Please note: This event took place in May 2016
Due to unforeseen circumstances this event has been rescheduled. It will now take place on Mon 25 April at 19:00 and in a change of location the event will now be taking place at Waterstones, Union Street. Tickets are available here.
Women today are told they need to be thin and beautiful. They are told to wear longer skirts, to avoid going out late at night and to move in groups – to never accept drinks from a stranger, and to wear shoes they can run in more easily than heels. They are told to wear just enough make-up to look presentable, but not enough to be a slut. They are warned that if they try to be strong, or take control, they’ll be shrill and bossy. Laura Bates wants to tell them something different. She exposes the truth about the pressures surrounding body image, false representations in the media, the complexities of sex and relationships, the trials of social media, and the other lies women are told.
Speaker biography:
Laura Bates is the founder of the award-winning Everyday Sexism Project, an ever-increasing collection of testimonies of gender inequality which has been described as ‘one of the biggest social media success stories on the internet’. She was the recipient of the Georgina Henry Women in Journalism award for Innovation at the 2015 British Press Awards. Her first book, Everyday Sexism, was shortlisted for the Waterstone’s Book of the Year award and Political Book Awards Polemic of the Year, and named one of the Bookseller’s Top 10 Non Fiction Books of the Year.

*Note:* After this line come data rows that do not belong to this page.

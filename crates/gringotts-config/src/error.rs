//! Error types for configuration loading.

use thiserror::Error;

/// Result alias for configuration operations.
pub type ConfigResult<T> = Result<T, ConfigError>;

/// Errors raised while reading process settings.
#[derive(Debug, Error)]
pub enum ConfigError {
    /// An environment variable held a value that could not be parsed.
    #[error("invalid value `{value}` for {name}: {reason}")]
    InvalidValue {
        /// Environment variable name.
        name: &'static str,
        /// The offending value.
        value: String,
        /// Why the value was rejected.
        reason: &'static str,
    },
}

She is a contributor for Women Under Siege, a New York-based organisation working against the use of rape as a tool of war in conflict zones worldwide, and is a patron of Somerset and Avon Rape and Sexual Abuse Support, part of the Rape Crisis network. She was awarded a British Empire Medal in the 2015 Queen’s Birthday Honours List and has been named a Woman of the Year by The Sunday Times, Cosmopolitan, and Red magazine and was named ninth on the BBC Radio 4 Woman’s Hour Power List 2014. She received the 2014 Oxford Internet Institute Internet and Society Award alongside Tim Berners Lee.